In the lame-duck days of his presidency, Gerald Ford advocated Puerto Rican statehood. Following his lead two decades later, Newt Gingrich and the Republican congressional leadership pushed for a fast-track congressional vote on Puerto Rican statehood in the event that 50 percent plus one Puerto Rican voter decided to support it. The Republican position, however, ignores history. For all its expansionism and its expansionist bluster, the United States has almost never absorbed alien nations or cultures. We destroyed the Indians in our midst, or penned them in reservations. Vermont and Texas were independent states before they became U.S. states, but they were populated by Americans; Sam Houston had been governor of Tennessee. The southern apex of the Louisiana Territory had a French and Spanish population, and this worried some Americans when we bought it in 1803. "The otters would as soon obey our laws," wrote the Federalist Fisher Ames, "as the Gallo-Hispano-Indian omnium gatherum of savages and adventurers" in Louisiana. When we took one-third of Mexico at the end of the Mexican war, there were pockets of old Spanish culture in the deserts, particularly around Santa Fe. But Louisiana and the ex-Mexican territories were so soon filled by emigrants from the East, looking for land or gold, that the French and Spanish Catholics on the ground didn't seem like much of a problem.
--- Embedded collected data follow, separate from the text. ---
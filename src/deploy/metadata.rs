//! Build record metadata
//!
//! Provenance attached to every published artifact: the commit it was
//! built from, the tags on that commit, the CI run that produced it and
//! when it was created.
//!
//! [`MetadataCollector`] computes this at most once. Concurrent callers
//! wait on the same in-flight computation and every caller receives the
//! same outcome: the same `Arc` on success, the same shared error on
//! failure.

use chrono::{DateTime, SecondsFormat, Utc};
use serde::{Deserialize, Serialize};
use std::sync::Arc;
use tokio::sync::OnceCell;
use tracing::{debug, info};

use super::errors::DeployError;
use super::vcs::VersionControl;
use crate::infrastructure::{DeployEnv, GithubEnv};

/// Provenance of a build
#[derive(Debug, Clone, PartialEq, Eq, Serialize, Deserialize)]
#[serde(rename_all = "camelCase")]
pub struct BuildMetadata {
    /// Short commit hash
    pub commit: String,

    /// ISO-8601 creation time
    pub created_at: String,

    /// CI run identifiers
    #[serde(default, skip_serializing_if = "Option::is_none")]
    pub github_data: Option<GithubData>,

    /// Tags pointing at the commit
    #[serde(default, skip_serializing_if = "Option::is_none")]
    pub tags: Option<Vec<String>>,
}

/// GitHub Actions run that produced a build
#[derive(Debug, Clone, PartialEq, Eq, Serialize, Deserialize)]
pub struct GithubData {
    /// Always true; marks the build as produced by an action
    pub action: bool,
    /// Job name
    #[serde(default, skip_serializing_if = "Option::is_none")]
    pub job: Option<String>,
    /// Run identifiers
    pub run: RunInfo,
    /// `owner/name` of the repository
    #[serde(default, skip_serializing_if = "Option::is_none")]
    pub repository: Option<String>,
    /// Full commit SHA that triggered the run
    #[serde(default, skip_serializing_if = "Option::is_none")]
    pub sha: Option<String>,
}

/// Workflow run identifiers
#[derive(Debug, Clone, Default, PartialEq, Eq, Serialize, Deserialize)]
pub struct RunInfo {
    /// Unique run id
    #[serde(default, skip_serializing_if = "Option::is_none")]
    pub id: Option<String>,
    /// Per-workflow run number
    #[serde(default, skip_serializing_if = "Option::is_none")]
    pub number: Option<String>,
    /// Attempt number within the run
    #[serde(default, skip_serializing_if = "Option::is_none")]
    pub attempt: Option<String>,
}

impl From<&GithubEnv> for GithubData {
    fn from(env: &GithubEnv) -> Self {
        Self {
            action: true,
            job: env.job.clone(),
            run: RunInfo {
                id: env.run_id.clone(),
                number: env.run_number.clone(),
                attempt: env.run_attempt.clone(),
            },
            repository: env.repository.clone(),
            sha: env.sha.clone(),
        }
    }
}

/// Formats a timestamp like `2024-05-01T12:30:00.123Z`
#[must_use]
pub fn iso_timestamp(at: DateTime<Utc>) -> String {
    at.to_rfc3339_opts(SecondsFormat::Millis, true)
}

/// Collects [`BuildMetadata`] once per run
pub struct MetadataCollector<V> {
    vcs: V,
    commit_override: Option<String>,
    github: Option<GithubEnv>,
    cell: OnceCell<Result<Arc<BuildMetadata>, Arc<DeployError>>>,
}

impl<V: VersionControl> MetadataCollector<V> {
    /// Creates a collector reading CI identifiers and the commit override
    /// from `env`
    pub fn new(vcs: V, env: &DeployEnv) -> Self {
        Self {
            vcs,
            commit_override: env.commit.clone(),
            github: env.github.clone(),
            cell: OnceCell::new(),
        }
    }

    /// Returns the version control client
    pub fn vcs(&self) -> &V {
        &self.vcs
    }

    /// Returns the metadata, computing it on the first call
    ///
    /// # Errors
    ///
    /// Returns `DeployError::Metadata` wrapping the version control failure
    /// of the first attempt. The failure is stored, so later calls return it
    /// without querying again.
    pub async fn collect(&self) -> Result<Arc<BuildMetadata>, DeployError> {
        let outcome = self
            .cell
            .get_or_init(|| async { self.compute().await.map_err(Arc::new) })
            .await;
        match outcome {
            Ok(meta) => Ok(Arc::clone(meta)),
            Err(e) => Err(DeployError::Metadata(Arc::clone(e))),
        }
    }

    /// Returns the metadata if it has been computed successfully
    pub fn get(&self) -> Option<Arc<BuildMetadata>> {
        self.cell.get().and_then(|outcome| outcome.as_ref().ok()).cloned()
    }

    async fn compute(&self) -> Result<Arc<BuildMetadata>, DeployError> {
        let commit = match &self.commit_override {
            Some(commit) => {
                debug!(commit, "Using commit from environment");
                commit.clone()
            }
            None => self.vcs.short_head().await?,
        };

        let tags = self.vcs.tags_at_head().await?;
        info!("Found tags that point at HEAD: {}", tags.join(","));

        Ok(Arc::new(BuildMetadata {
            commit,
            created_at: iso_timestamp(Utc::now()),
            github_data: self.github.as_ref().map(GithubData::from),
            tags: Some(tags),
        }))
    }
}

impl<V> std::fmt::Debug for MetadataCollector<V> {
    fn fmt(&self, f: &mut std::fmt::Formatter<'_>) -> std::fmt::Result {
        f.debug_struct("MetadataCollector")
            .field("commit_override", &self.commit_override)
            .field("github", &self.github)
            .field("collected", &self.cell.initialized())
            .finish_non_exhaustive()
    }
}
One reason for our diminishing desire to seize Canada-apart from the fact that Britain stopped us twice-was its gradual evolution into a distinct society (or rather, a new English society wrapped around the old French one).

The one partial exception to the rule that America does not ingest foreign countries is Hawaii, which, before we annexed it, had been an island kingdom with its own language and its own (pagan) religion. But Americans had been moving there too, since the early 19th century, as planters and missionaries-Americans converted the islands to Christianity. The Hawaiian presence in their own kingdom was further diluted by the importation of Chinese, Japanese, and Portuguese laborers. Annexation, when it came, was not a bolt from the blue. America's emotional tie to Hawaii came after Hawaii had formed an emotional tie to America, following the attack on Pearl Harbor. Statehood, 18 years later, was a delayed reward for the islands' steadfastness. Meanwhile, Alaska got statehood so Republicans could balance Democratic Hawaii, and as compensation for its exposure to both the Japanese and the Soviets.